Baez was not expected to be put through a concussion protocol. Initial plans were for him to remain in Chicago overnight before joining the team in Pittsburgh, where the Cubs open a four-game series against the Pirates on Monday afternoon.
In short: Baez will be back in the saddle at shortstop in no time, perhaps even on Monday. He has been an every-day rock for the Cubs throughout the full month that Addison Russell has spent on the disabled list. Not only that, Baez has been a fast-improving player — taking smarter routes to ground balls and working better at-bats — and, by a country mile, the most entertaining member of the Cubs.
No one is more fun to watch than Baez, especially when he’s on the bases. Steals of home? Check. Going from second to home on a dribbler to the pitcher? Baez pulled that off as recently as Friday. Bashing face-first into the other guy’s knee? OK, now he’s done that, too.
“That’s just who he is,” right fielder Jason Heyward said. “Javy plays the game all-out, all the time, every day. You don’t think that’s going to change, do you?”
Goodness, let’s hope not.
As always is the case when Baez’s baseballs-to-the-wall style is on display, there was more to the fateful play than the aforementioned “bottom line.” For one thing, manager Joe Maddon was certain Fried had committed a balk before throwing to Freeman. Oh, and there’s also this: Despite an official review that upheld the out call at second, replays appeared to show that Baez got a hand on the bag before Albies tagged him.

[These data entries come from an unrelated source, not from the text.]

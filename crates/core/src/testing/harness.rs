//! Wires the core services over in-memory adapters

use std::sync::Arc;
use std::time::Duration;

use sellersync_common::auth::TokenSet;
use sellersync_common::crypto::{CredentialVault, KdfParams};
use sellersync_common::sync::queue::{DeliveryQueue, QueueConfig};
use sellersync_common::testing::MockOAuthClient;
use sellersync_domain::{NewAccount, QueueMessage, SyncConfig};
use uuid::Uuid;

use super::marketplace::FakeMarketplace;
use super::repositories::{
    InMemoryAccountRepository, InMemoryCredentialRepository, InMemoryMirrorRepository,
    InMemoryPendingAuthStore, InMemoryWebhookLedger,
};
use crate::accounts::ports::{AccountRepository, CredentialRepository};
use crate::oauth::{HandshakeSettings, OAuthHandshake};
use crate::queue::MessageQueue;
use crate::sync::SyncOrchestrator;
use crate::tokens::{CredentialCodec, TokenBroker};
use crate::webhooks::{WebhookIngester, WebhookProcessor};

/// Every adapter is exposed so tests can script inputs and inspect state.
pub struct TestHarness {
    pub accounts: Arc<InMemoryAccountRepository>,
    pub credentials: Arc<InMemoryCredentialRepository>,
    pub pending: Arc<InMemoryPendingAuthStore>,
    pub mirror: Arc<InMemoryMirrorRepository>,
    pub ledger: Arc<InMemoryWebhookLedger>,
    pub marketplace: Arc<FakeMarketplace>,
    pub oauth: MockOAuthClient,
    pub queue: Arc<DeliveryQueue<QueueMessage>>,
    pub codec: CredentialCodec,
    pub broker: Arc<TokenBroker>,
}

/// Fresh harness with empty stores.
#[must_use]
pub fn harness() -> TestHarness {
    TestHarness::new()
}

impl Default for TestHarness {
    fn default() -> Self {
        Self::new()
    }
}

impl TestHarness {
    #[must_use]
    pub fn new() -> Self {
        let credentials = Arc::new(InMemoryCredentialRepository::default());
        let marketplace = Arc::new(FakeMarketplace::new());
        let oauth = MockOAuthClient::new();
        let codec = CredentialCodec::new(Arc::new(CredentialVault::new(
            Some("harness-passphrase"),
            KdfParams::testing(),
        )));
        let broker = Arc::new(TokenBroker::new(
            credentials.clone(),
            Arc::new(oauth.clone()),
            marketplace.clone(),
            codec.clone(),
        ));
        let queue = DeliveryQueue::new(QueueConfig::default()).expect("default queue config");

        Self {
            accounts: Arc::new(InMemoryAccountRepository::default()),
            credentials,
            pending: Arc::new(InMemoryPendingAuthStore::new(Duration::from_secs(300))),
            mirror: Arc::new(InMemoryMirrorRepository::default()),
            ledger: Arc::new(InMemoryWebhookLedger::default()),
            marketplace,
            oauth,
            queue: Arc::new(queue),
            codec,
            broker,
        }
    }

    /// No delays, two records per page, five pages at most.
    #[must_use]
    pub fn sync_config() -> SyncConfig {
        SyncConfig {
            page_size: 2,
            max_pages: 5,
            page_delay_ms: 0,
            failure_backoff_ms: 0,
            ..SyncConfig::default()
        }
    }

    #[must_use]
    pub fn handshake(&self, settings: HandshakeSettings) -> OAuthHandshake {
        OAuthHandshake::new(
            Arc::new(self.oauth.clone()),
            self.pending.clone(),
            self.accounts.clone(),
            self.credentials.clone(),
            self.marketplace.clone(),
            self.codec.clone(),
            settings,
        )
    }

    #[must_use]
    pub fn orchestrator(&self, config: SyncConfig) -> SyncOrchestrator {
        let queue: Arc<dyn MessageQueue> = self.queue.clone();
        SyncOrchestrator::new(
            self.accounts.clone(),
            self.broker.clone(),
            self.mirror.clone(),
            Some(queue),
            config,
        )
    }

    #[must_use]
    pub fn ingester(&self) -> WebhookIngester {
        WebhookIngester::new(self.ledger.clone(), self.queue.clone())
    }

    #[must_use]
    pub fn processor(&self, orchestrator: SyncOrchestrator) -> WebhookProcessor {
        WebhookProcessor::new(self.accounts.clone(), self.ledger.clone(), orchestrator)
    }

    /// Register an account with stored credentials, bypassing the handshake.
    pub async fn connect_account(&self, seller_id: &str, access: &str, refresh: Option<&str>) -> Uuid {
        let account = self
            .accounts
            .upsert_by_seller_id(&NewAccount {
                seller_id: seller_id.to_string(),
                display_name: format!("seller-{seller_id}"),
                marketplace_id: "default".to_string(),
            })
            .await
            .expect("upsert account");

        let tokens = TokenSet::new(access.to_string(), refresh.map(ToString::to_string), 21_600, None);
        let record = self.codec.seal(account.id, &tokens).await.expect("seal tokens");
        self.credentials.replace_active(record).await.expect("store credentials");
        account.id
    }
}
//! Webhook/refresh delivery queue wiring.

use std::sync::Arc;
use std::time::Duration;

use sellersync_common::sync::queue::{DeliveryQueue, QueueConfig};
use sellersync_domain::{QueueMessage, Result, SellerSyncError, WorkerConfig};

/// The process-local queue carrying [`QueueMessage`]s to the webhook worker.
pub type InMemoryQueue = DeliveryQueue<QueueMessage>;

#[must_use]
pub fn queue_config(config: &WorkerConfig) -> QueueConfig {
    QueueConfig {
        visibility_timeout: Duration::from_secs(config.visibility_timeout_secs),
        max_receive_count: config.max_receive_count,
        max_dead_letters: config.max_dead_letters,
    }
}

pub fn build_queue(config: &WorkerConfig) -> Result<Arc<InMemoryQueue>> {
    DeliveryQueue::new(queue_config(config))
        .map(Arc::new)
        .map_err(|e| SellerSyncError::Config(format!("invalid worker queue settings: {e}")))
}
//! Local mirror of marketplace resources
//!
//! Each record keeps a handful of typed columns plus the raw provider
//! payload. Records are keyed by `(account_id, id)` where `id` is the stable
//! provider-assigned identifier.

use chrono::{DateTime, Utc};
use serde::{Deserialize, Serialize};
use serde_json::Value;
use uuid::Uuid;

use crate::errors::{Result, SellerSyncError};

/// Normalize a JSON id (string or number) into a string.
#[must_use]
pub fn json_id(value: &Value) -> Option<String> {
    match value {
        Value::String(s) if !s.trim().is_empty() => Some(s.trim().to_string()),
        Value::Number(n) => Some(n.to_string()),
        _ => None,
    }
}

fn required_id(payload: &Value, field: &str, resource: &str) -> Result<String> {
    payload
        .get(field)
        .and_then(json_id)
        .ok_or_else(|| SellerSyncError::InvalidInput(format!("{resource} payload has no `{field}`")))
}

fn string_field(payload: &Value, field: &str) -> Option<String> {
    payload.get(field).and_then(Value::as_str).map(ToString::to_string)
}

/// Whether an upsert created a new record or refreshed an existing one.
#[derive(Debug, Clone, Copy, PartialEq, Eq, Serialize, Deserialize)]
#[serde(rename_all = "snake_case")]
pub enum UpsertOutcome {
    Created,
    Updated,
}

#[derive(Debug, Clone, PartialEq, Serialize, Deserialize)]
pub struct Listing {
    pub id: String,
    pub account_id: Uuid,
    pub title: Option<String>,
    pub status: Option<String>,
    pub price: Option<f64>,
    pub currency: Option<String>,
    pub available_quantity: Option<i64>,
    pub permalink: Option<String>,
    pub remote_updated_at: Option<String>,
    pub raw: Value,
    pub synced_at: DateTime<Utc>,
}

impl Listing {
    pub fn from_payload(account_id: Uuid, payload: Value) -> Result<Self> {
        Ok(Self {
            id: required_id(&payload, "id", "item")?,
            account_id,
            title: string_field(&payload, "title"),
            status: string_field(&payload, "status"),
            price: payload.get("price").and_then(Value::as_f64),
            currency: string_field(&payload, "currency_id"),
            available_quantity: payload.get("available_quantity").and_then(Value::as_i64),
            permalink: string_field(&payload, "permalink"),
            remote_updated_at: string_field(&payload, "last_updated"),
            raw: payload,
            synced_at: Utc::now(),
        })
    }
}

#[derive(Debug, Clone, PartialEq, Serialize, Deserialize)]
pub struct Order {
    pub id: String,
    pub account_id: Uuid,
    pub status: Option<String>,
    pub total_amount: Option<f64>,
    pub currency: Option<String>,
    pub buyer_id: Option<String>,
    /// Shipment reference used to discover shipments.
    pub shipment_id: Option<String>,
    pub date_created: Option<String>,
    pub raw: Value,
    pub synced_at: DateTime<Utc>,
}

impl Order {
    pub fn from_payload(account_id: Uuid, payload: Value) -> Result<Self> {
        Ok(Self {
            id: required_id(&payload, "id", "order")?,
            account_id,
            status: string_field(&payload, "status"),
            total_amount: payload.get("total_amount").and_then(Value::as_f64),
            currency: string_field(&payload, "currency_id"),
            buyer_id: payload.pointer("/buyer/id").and_then(json_id),
            shipment_id: payload.pointer("/shipping/id").and_then(json_id),
            date_created: string_field(&payload, "date_created"),
            raw: payload,
            synced_at: Utc::now(),
        })
    }
}

/// Shipment reference discovered on a mirrored order.
#[derive(Debug, Clone, PartialEq, Eq, Serialize, Deserialize)]
pub struct ShipmentRef {
    pub order_id: String,
    pub shipment_id: String,
}

#[derive(Debug, Clone, PartialEq, Serialize, Deserialize)]
pub struct Shipment {
    pub id: String,
    pub account_id: Uuid,
    pub order_id: Option<String>,
    pub status: Option<String>,
    pub substatus: Option<String>,
    pub tracking_number: Option<String>,
    pub raw: Value,
    pub synced_at: DateTime<Utc>,
}

impl Shipment {
    pub fn from_payload(account_id: Uuid, payload: Value) -> Result<Self> {
        Ok(Self {
            id: required_id(&payload, "id", "shipment")?,
            account_id,
            order_id: payload.get("order_id").and_then(json_id),
            status: string_field(&payload, "status"),
            substatus: string_field(&payload, "substatus"),
            tracking_number: string_field(&payload, "tracking_number"),
            raw: payload,
            synced_at: Utc::now(),
        })
    }
}

#[derive(Debug, Clone, PartialEq, Serialize, Deserialize)]
pub struct Question {
    pub id: String,
    pub account_id: Uuid,
    pub item_id: Option<String>,
    pub text: Option<String>,
    pub status: Option<String>,
    pub answer: Option<String>,
    pub date_created: Option<String>,
    pub raw: Value,
    pub synced_at: DateTime<Utc>,
}

impl Question {
    pub fn from_payload(account_id: Uuid, payload: Value) -> Result<Self> {
        Ok(Self {
            id: required_id(&payload, "id", "question")?,
            account_id,
            item_id: payload.get("item_id").and_then(json_id),
            text: string_field(&payload, "text"),
            status: string_field(&payload, "status"),
            answer: payload.pointer("/answer/text").and_then(Value::as_str).map(ToString::to_string),
            date_created: string_field(&payload, "date_created"),
            raw: payload,
            synced_at: Utc::now(),
        })
    }
}
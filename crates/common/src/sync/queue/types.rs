use std::time::Duration;

use uuid::Uuid;

/// Delivery queue configuration
#[derive(Debug, Clone, Copy, PartialEq, Eq)]
pub struct QueueConfig {
    /// How long a received message stays hidden before it is redelivered.
    pub visibility_timeout: Duration,
    /// Receives allowed before a message is moved to the dead-letter list.
    pub max_receive_count: u32,
    /// Dead letters kept for inspection; the oldest are dropped beyond this.
    pub max_dead_letters: usize,
}

impl Default for QueueConfig {
    fn default() -> Self {
        Self {
            visibility_timeout: Duration::from_secs(30),
            max_receive_count: 5,
            max_dead_letters: 1_000,
        }
    }
}

impl QueueConfig {
    pub fn validate(&self) -> Result<(), String> {
        if self.visibility_timeout.is_zero() {
            return Err("visibility_timeout must be greater than zero".to_string());
        }
        if self.max_receive_count == 0 {
            return Err("max_receive_count must be at least 1".to_string());
        }
        Ok(())
    }
}

/// Opaque token proving a particular receive of a message.
///
/// A new handle is issued on every receive, so a handle from an expired
/// receive cannot delete the redelivered copy.
#[derive(Debug, Clone, PartialEq, Eq, Hash)]
pub struct ReceiptHandle(pub(crate) String);

impl ReceiptHandle {
    pub(crate) fn generate() -> Self {
        Self(Uuid::new_v4().to_string())
    }

    #[must_use]
    pub fn as_str(&self) -> &str {
        &self.0
    }
}

impl std::fmt::Display for ReceiptHandle {
    fn fmt(&self, f: &mut std::fmt::Formatter<'_>) -> std::fmt::Result {
        f.write_str(&self.0)
    }
}

/// A received message.
#[derive(Debug, Clone)]
pub struct Delivery<T> {
    pub message_id: Uuid,
    pub receipt: ReceiptHandle,
    pub body: T,
    /// 1 on first delivery.
    pub receive_count: u32,
}

/// Point-in-time queue counters.
#[derive(Debug, Clone, Copy, Default, PartialEq, Eq)]
pub struct QueueStats {
    pub visible: usize,
    pub in_flight: usize,
    pub dead_lettered: usize,
}
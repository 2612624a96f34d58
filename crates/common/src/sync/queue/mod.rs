//! In-process delivery queue with visibility timeouts
//!
//! Messages are hidden (not removed) on receive and must be deleted with the
//! receipt handle once processed. Anything left unacknowledged becomes
//! visible again after the visibility timeout, so delivery is at-least-once.

mod core;
mod errors;
mod types;

pub use self::core::DeliveryQueue;
pub use self::errors::{QueueError, QueueResult};
pub use self::types::{Delivery, QueueConfig, QueueStats, ReceiptHandle};
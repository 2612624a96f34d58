use std::collections::{BTreeMap, HashMap, VecDeque};
use std::time::Duration;

use parking_lot::Mutex;
use tokio::time::Instant;
use tracing::{debug, error, instrument, warn};
use uuid::Uuid;

use super::errors::{QueueError, QueueResult};
use super::types::{Delivery, QueueConfig, QueueStats, ReceiptHandle};

struct Entry<T> {
    message_id: Uuid,
    body: T,
    receive_count: u32,
    visible_at: Instant,
    receipt: Option<ReceiptHandle>,
}

struct QueueState<T> {
    /// FIFO by enqueue sequence.
    entries: BTreeMap<u64, Entry<T>>,
    receipts: HashMap<ReceiptHandle, u64>,
    dead_letters: VecDeque<T>,
    sequence: u64,
}

/// At-least-once in-process queue.
///
/// `receive` hides messages for the visibility timeout and hands out a
/// receipt; `delete` with that receipt acknowledges the message. Timing uses
/// `tokio::time::Instant`, so paused-clock tests can advance past timeouts.
pub struct DeliveryQueue<T> {
    state: Mutex<QueueState<T>>,
    config: QueueConfig,
}

impl<T> std::fmt::Debug for DeliveryQueue<T> {
    fn fmt(&self, f: &mut std::fmt::Formatter<'_>) -> std::fmt::Result {
        f.debug_struct("DeliveryQueue").field("config", &self.config).finish_non_exhaustive()
    }
}

impl<T: Clone + Send> DeliveryQueue<T> {
    pub fn new(config: QueueConfig) -> QueueResult<Self> {
        config.validate().map_err(QueueError::InvalidConfig)?;
        Ok(Self {
            state: Mutex::new(QueueState {
                entries: BTreeMap::new(),
                receipts: HashMap::new(),
                dead_letters: VecDeque::new(),
                sequence: 0,
            }),
            config,
        })
    }

    #[must_use]
    pub fn config(&self) -> QueueConfig {
        self.config
    }

    /// Append a message; it is immediately visible.
    pub fn enqueue(&self, body: T) -> Uuid {
        let message_id = Uuid::now_v7();
        let mut state = self.state.lock();
        let seq = state.sequence;
        state.sequence += 1;
        state.entries.insert(
            seq,
            Entry { message_id, body, receive_count: 0, visible_at: Instant::now(), receipt: None },
        );
        debug!(%message_id, depth = state.entries.len(), "Message enqueued");
        message_id
    }

    /// Receive up to `max` visible messages in FIFO order.
    ///
    /// Messages that already used up `max_receive_count` deliveries are moved
    /// to the dead-letter list instead of being handed out again.
    #[instrument(skip(self), level = "debug")]
    pub fn receive(&self, max: usize) -> Vec<Delivery<T>> {
        let now = Instant::now();
        let hidden_until = now + self.config.visibility_timeout;
        let max_receives = self.config.max_receive_count;

        let mut state = self.state.lock();
        let QueueState { entries, receipts, dead_letters, .. } = &mut *state;

        let mut deliveries = Vec::new();
        let mut exhausted = Vec::new();

        for (seq, entry) in entries.iter_mut() {
            if deliveries.len() >= max {
                break;
            }
            if entry.visible_at > now {
                continue;
            }
            if entry.receive_count >= max_receives {
                exhausted.push(*seq);
                continue;
            }

            if let Some(stale) = entry.receipt.take() {
                receipts.remove(&stale);
            }
            let receipt = ReceiptHandle::generate();
            receipts.insert(receipt.clone(), *seq);
            entry.receipt = Some(receipt.clone());
            entry.receive_count += 1;
            entry.visible_at = hidden_until;

            deliveries.push(Delivery {
                message_id: entry.message_id,
                receipt,
                body: entry.body.clone(),
                receive_count: entry.receive_count,
            });
        }

        for seq in exhausted {
            if let Some(entry) = entries.remove(&seq) {
                if let Some(receipt) = entry.receipt {
                    receipts.remove(&receipt);
                }
                error!(
                    message_id = %entry.message_id,
                    receive_count = entry.receive_count,
                    "Message exceeded max receive count, moved to dead letters"
                );
                dead_letters.push_back(entry.body);
            }
        }
        let overflow = dead_letters.len().saturating_sub(self.config.max_dead_letters);
        if overflow > 0 {
            dead_letters.drain(..overflow);
            warn!(dropped = overflow, "Dead-letter list full, dropped oldest entries");
        }

        deliveries
    }

    /// Acknowledge a processed message.
    pub fn delete(&self, receipt: &ReceiptHandle) -> QueueResult<()> {
        let mut state = self.state.lock();
        let seq = state
            .receipts
            .remove(receipt)
            .ok_or_else(|| QueueError::ReceiptNotFound(receipt.to_string()))?;
        if let Some(entry) = state.entries.remove(&seq) {
            debug!(message_id = %entry.message_id, "Message acknowledged");
        }
        Ok(())
    }

    /// Make a received message visible again after `delay` instead of the
    /// full visibility timeout.
    pub fn release(&self, receipt: &ReceiptHandle, delay: Duration) -> QueueResult<()> {
        let mut state = self.state.lock();
        let seq = *state
            .receipts
            .get(receipt)
            .ok_or_else(|| QueueError::ReceiptNotFound(receipt.to_string()))?;
        if let Some(entry) = state.entries.get_mut(&seq) {
            entry.visible_at = Instant::now() + delay;
        }
        Ok(())
    }

    /// Total messages not yet acknowledged (visible plus in flight).
    #[must_use]
    pub fn len(&self) -> usize {
        self.state.lock().entries.len()
    }

    #[must_use]
    pub fn is_empty(&self) -> bool {
        self.len() == 0
    }

    #[must_use]
    pub fn stats(&self) -> QueueStats {
        let now = Instant::now();
        let state = self.state.lock();
        let in_flight = state.entries.values().filter(|e| e.visible_at > now).count();
        QueueStats {
            visible: state.entries.len() - in_flight,
            in_flight,
            dead_lettered: state.dead_letters.len(),
        }
    }

    /// Remove and return dead-lettered message bodies.
    pub fn drain_dead_letters(&self) -> Vec<T> {
        self.state.lock().dead_letters.drain(..).collect()
    }
}
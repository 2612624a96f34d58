//! Port interfaces for account and credential persistence

use async_trait::async_trait;
use sellersync_domain::{Account, CredentialRecord, NewAccount, NewCredentialRecord, Result};
use uuid::Uuid;

/// Trait for the account registry
#[async_trait]
pub trait AccountRepository: Send + Sync {
    /// Insert the account, or refresh display name and `updated_at` when the
    /// seller id is already known. Returns the stored account.
    async fn upsert_by_seller_id(&self, account: &NewAccount) -> Result<Account>;

    async fn get(&self, account_id: Uuid) -> Result<Option<Account>>;

    async fn find_by_seller_id(&self, seller_id: &str) -> Result<Option<Account>>;

    async fn list(&self) -> Result<Vec<Account>>;
}

/// Trait for encrypted credential storage
#[async_trait]
pub trait CredentialRepository: Send + Sync {
    /// Store a new active record and delete the account's previous ones in a
    /// single transaction.
    async fn replace_active(&self, record: NewCredentialRecord) -> Result<CredentialRecord>;

    /// Most recent record by `obtained_at`.
    async fn active(&self, account_id: Uuid) -> Result<Option<CredentialRecord>>;
}
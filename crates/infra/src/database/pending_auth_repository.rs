//! SQLite-backed pending authorization store.
//!
//! Verifiers survive a restart between `/oauth/start` and the callback.
//! Consumption is a single `DELETE ... RETURNING`, so a state redeems once.

use std::sync::Arc;
use std::time::Duration;

use async_trait::async_trait;
use chrono::Utc;
use rusqlite::{params, OptionalExtension};
use sellersync_core::PendingAuthStore;
use sellersync_domain::{PendingAuthState, Result};
use tracing::debug;

use super::manager::{millis_column, to_millis, with_connection, DbManager};
use crate::errors::map_sql_error;

pub struct SqlitePendingAuthStore {
    db: Arc<DbManager>,
    ttl: Duration,
}

impl SqlitePendingAuthStore {
    pub fn new(db: Arc<DbManager>, ttl: Duration) -> Self {
        Self { db, ttl }
    }

    fn cutoff_millis(&self) -> i64 {
        chrono::Duration::from_std(self.ttl)
            .ok()
            .and_then(|ttl| Utc::now().checked_sub_signed(ttl))
            .map_or(i64::MIN, to_millis)
    }
}

#[async_trait]
impl PendingAuthStore for SqlitePendingAuthStore {
    async fn put(&self, pending: PendingAuthState) -> Result<()> {
        with_connection(&self.db, move |conn| {
            conn.execute(
                "INSERT OR REPLACE INTO pending_auth_states (state, code_verifier, created_at)
                 VALUES (?1, ?2, ?3)",
                params![pending.state, pending.code_verifier, to_millis(pending.created_at)],
            )
            .map_err(map_sql_error)?;
            Ok(())
        })
        .await
    }

    async fn take(&self, state: &str) -> Result<Option<PendingAuthState>> {
        let state = state.to_string();
        let ttl = self.ttl;
        with_connection(&self.db, move |conn| {
            let taken = conn
                .query_row(
                    "DELETE FROM pending_auth_states WHERE state = ?1
                     RETURNING state, code_verifier, created_at",
                    params![state],
                    |row| {
                        Ok(PendingAuthState {
                            state: row.get(0)?,
                            code_verifier: row.get(1)?,
                            created_at: millis_column(row, 2)?,
                        })
                    },
                )
                .optional()
                .map_err(map_sql_error)?;
            Ok(taken.filter(|pending| !pending.is_expired(ttl, Utc::now())))
        })
        .await
    }

    async fn purge_expired(&self) -> Result<usize> {
        let cutoff = self.cutoff_millis();
        let purged = with_connection(&self.db, move |conn| {
            conn.execute(
                "DELETE FROM pending_auth_states WHERE created_at < ?1",
                params![cutoff],
            )
            .map_err(map_sql_error)
        })
        .await?;
        if purged > 0 {
            debug!(purged, "Purged expired pending authorization states");
        }
        Ok(purged)
    }
}

#[cfg(test)]
mod tests {
    use super::super::manager::test_support::migrated_db;
    use super::*;

    fn pending(state: &str, age: chrono::Duration) -> PendingAuthState {
        PendingAuthState {
            state: state.to_string(),
            code_verifier: format!("verifier-for-{state}"),
            created_at: Utc::now() - age,
        }
    }

    /// Validates single-use consumption.
    ///
    /// Assertions:
    /// - Confirms the first take returns the stored verifier.
    /// - Confirms a replayed state finds nothing.
    #[tokio::test]
    async fn test_take_consumes_once() {
        let (_dir, db) = migrated_db();
        let store = SqlitePendingAuthStore::new(db, Duration::from_secs(300));

        store.put(pending("abc", chrono::Duration::zero())).await.unwrap();

        let taken = store.take("abc").await.unwrap().unwrap();
        assert_eq!(taken.code_verifier, "verifier-for-abc");
        assert!(store.take("abc").await.unwrap().is_none());
    }

    #[tokio::test]
    async fn test_expired_state_is_absent() {
        let (_dir, db) = migrated_db();
        let store = SqlitePendingAuthStore::new(db, Duration::from_secs(300));

        store.put(pending("old", chrono::Duration::minutes(10))).await.unwrap();
        assert!(store.take("old").await.unwrap().is_none());
    }

    /// Validates that verifiers survive a new store over the same file.
    #[tokio::test]
    async fn test_state_survives_store_restart() {
        let (_dir, db) = migrated_db();
        SqlitePendingAuthStore::new(Arc::clone(&db), Duration::from_secs(300))
            .put(pending("persisted", chrono::Duration::zero()))
            .await
            .unwrap();

        let restarted = SqlitePendingAuthStore::new(db, Duration::from_secs(300));
        assert!(restarted.take("persisted").await.unwrap().is_some());
    }

    #[tokio::test]
    async fn test_purge_expired() {
        let (_dir, db) = migrated_db();
        let store = SqlitePendingAuthStore::new(db, Duration::from_secs(300));

        store.put(pending("fresh", chrono::Duration::zero())).await.unwrap();
        store.put(pending("stale-1", chrono::Duration::minutes(6))).await.unwrap();
        store.put(pending("stale-2", chrono::Duration::hours(1))).await.unwrap();

        assert_eq!(store.purge_expired().await.unwrap(), 2);
        assert!(store.take("fresh").await.unwrap().is_some());
    }
}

Maddon, for one, was convinced Baez had beaten the tag. Only Baez, it seems, could be picked off and kneed in the eye on the same play and end up with a stolen base. Alas, he’ll have to try the maneuver again sometime to prove it.
The Cubs failed in their bid to secure what would’ve been a season-high seventh consecutive victory. They also failed to lock down what would’ve been their first unbeaten homestand of at least seven games since August of 2015. Oh, well. Six out of seven isn’t too shabby.
But losing Baez for any length of time on top of that would’ve been an absolute gut punch. They’re still on pace for 90 victories. They still control their own destiny in the National League Central. And they still have Baez, as big a key as there has been to this whole operation, in one piece.
“He’s very important to us right now,” Maddon said. “I cannot deny that.”
No one would dare.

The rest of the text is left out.